Initially, director Alex Gibney wanted to make an inspiring comeback story of how one brave survivor of testicular cancer won seven Tour de France titles. However, with the truth about the doping scandal surfacing, this idea got flushed down the toilet quicker than discarded EPO. Left with behind-the-scenes footage and a knack for creating exposé films, Gibney then set out to tell an epic tale of obsession, pathological manipulation and shattered American dreams. This sounds brilliant on paper but, in reality, The Armstrong Lie ends up being a two hour drag about the tarnished, over-glorified cycling world and its tarnished, over-glorified athletes. This film would have been seriously more engaging if it was thirty minutes shorter. Did we really need to know Lance’s lactic acid levels?

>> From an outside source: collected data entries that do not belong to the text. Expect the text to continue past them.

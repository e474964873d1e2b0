//! Audio packets and source identity

/// Identifies one audio-producing call or channel
pub type SourceId = u32;

/// Allocator for [`SourceId`]s
///
/// Each decoding channel takes a fresh id at setup; the routing layer
/// uses the id, not the channel, as the key for output assignments.
#[derive(Clone, Debug, Default)]
pub struct SourceIds {
    next: SourceId,
}

impl SourceIds {
    pub fn new() -> Self {
        Self::default()
    }

    /// Hand out the next unused id
    pub fn next_id(&mut self) -> SourceId {
        let id = self.next;
        self.next = self.next.wrapping_add(1);
        id
    }
}

/// What a packet carries
#[derive(Clone, Copy, Debug, PartialEq, Eq)]
pub enum PacketKind {
    /// PCM samples for playback
    Audio,
    /// The source's call has ended; no further audio will follow
    End,
}

/// One segment of decoded call audio
///
/// Packets flow from decoder channels to the routing layer. The
/// priority is smaller-is-better, mirroring how channels are ranked
/// in the rest of the stack; a selected packet preempts regardless of
/// priority.
#[derive(Clone, Debug)]
pub struct AudioPacket {
    source: SourceId,
    priority: u8,
    selected: bool,
    kind: PacketKind,
    payload: Vec<f32>,
}

impl AudioPacket {
    /// An audio segment from `source`
    pub fn audio(source: SourceId, priority: u8, payload: Vec<f32>) -> Self {
        AudioPacket {
            source,
            priority,
            selected: false,
            kind: PacketKind::Audio,
            payload,
        }
    }

    /// An end-of-call marker from `source`
    pub fn end(source: SourceId) -> Self {
        AudioPacket {
            source,
            priority: u8::MAX,
            selected: false,
            kind: PacketKind::End,
            payload: Vec::new(),
        }
    }

    /// Mark this packet as operator-selected
    pub fn with_selected(mut self) -> Self {
        self.selected = true;
        self
    }

    pub fn source(&self) -> SourceId {
        self.source
    }

    pub fn priority(&self) -> u8 {
        self.priority
    }

    /// True if an operator has selected this source for monitoring
    pub fn is_selected(&self) -> bool {
        self.selected
    }

    pub fn kind(&self) -> PacketKind {
        self.kind
    }

    /// Samples to play, normalized to `-1.0..=1.0`
    pub fn payload(&self) -> &[f32] {
        &self.payload
    }
}

#[cfg(test)]
mod tests {
    use super::*;

    #[test]
    fn source_ids_are_sequential() {
        let mut ids = SourceIds::new();
        let first = ids.next_id();
        let second = ids.next_id();
        assert_ne!(first, second);
        assert_eq!(second, first.wrapping_add(1));
    }

    #[test]
    fn packet_constructors() {
        let audio = AudioPacket::audio(7, 3, vec![0.0, 0.5]);
        assert_eq!(audio.source(), 7);
        assert_eq!(audio.priority(), 3);
        assert_eq!(audio.kind(), PacketKind::Audio);
        assert_eq!(audio.payload().len(), 2);
        assert!(!audio.is_selected());

        let selected = AudioPacket::audio(7, 3, vec![]).with_selected();
        assert!(selected.is_selected());

        let end = AudioPacket::end(7);
        assert_eq!(end.kind(), PacketKind::End);
        assert!(end.payload().is_empty());
    }
}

The problem with making a film about the Armstrong scandal is that’s it’s been done before in more memorable ways. Many of the shock revelations meant to make us gasp in horror are already known, publicised by news reporters and journalists. Say what? There were cover-ups at the highest levels of cycling, including the Union Cycliste Internationale (UCI)? Yep, we’ve heard that one before. Those headlines dominated for weeks. What’s this now? Armstrong made a secret $125,000 bribe donation to the UCI? Yep, we’ve heard that one too. That was explored in a much neater forty minute TV documentary. Give us something new Gibney. Sure, there were exclusive interviews with Armstrong’s physician and doping sidekick Michele Ferrari, but understandably he didn’t spill any groundbreaking secrets. Thanks for reminding us, yet again, how Armstrong was victory-crazed and wanted to win by any means necessary.
Compared to other Armstrong exposés, Gibney’s film gives our cyclist too much credit, painting him in an almost forgiving light. In many racing scenes, when Armstrong is approaching the finishing line in first place, triumphant music is heard. What the? This is the biggest villain the sporting world has ever known. This is the guy who threatened rivals, skeptics and his own team-mates. This was the power-hungry guy who lured sponsors and the celebrity-obsessed with this cancer survival story. People armed with the truth quivered with the thought of crossing Armstrong. To this day, with his warped sense of entitlement, he still refuses to see himself as a cheater. Forgiveness must be earned and, frankly, someone this unapologetic deserves no triumphant soundtrack or redemption.
The main reason why The Armstrong Lie wasn’t as enjoyable as it should have been was because it focused less on the whistle-blowers. You want to root for the truth wielders, not the malefactors – unless, of course, you love Underbelly and have a tendency to side with criminal figures. Past documentaries have placed emphasis on the people who stripped away the great American facade, like cyclist Frankie Andreu, his ex-fiancée Betsy, and Tyler Hamilton. This film, being an Armstrong extravaganza, treats them as talking heads among other talking heads. Sorry, but it can be unbearable at times, having to endure that sociopath’s face and voice being given so much camera time.
You know what would be more exciting than watching The Armstrong Lie? Lance in the South Pacific, living and conspiring among past Survivor villains. Let’s see how he fares among other poker-faced charmers and bullies. He might go all the way to the final three. Whether he owns up to his deception and duplicity, gaining the respect of the jury for the million dollars, is a completely different story.
*Some trivia fun – did you know that alcohol was one of the first performance-enhancing substances ever to be used in the Tour de France? There’s something I didn’t know. But still…
Summary: The Armstrong Lie ends up being a two hour drag about the tarnished, over-glorified cycling world.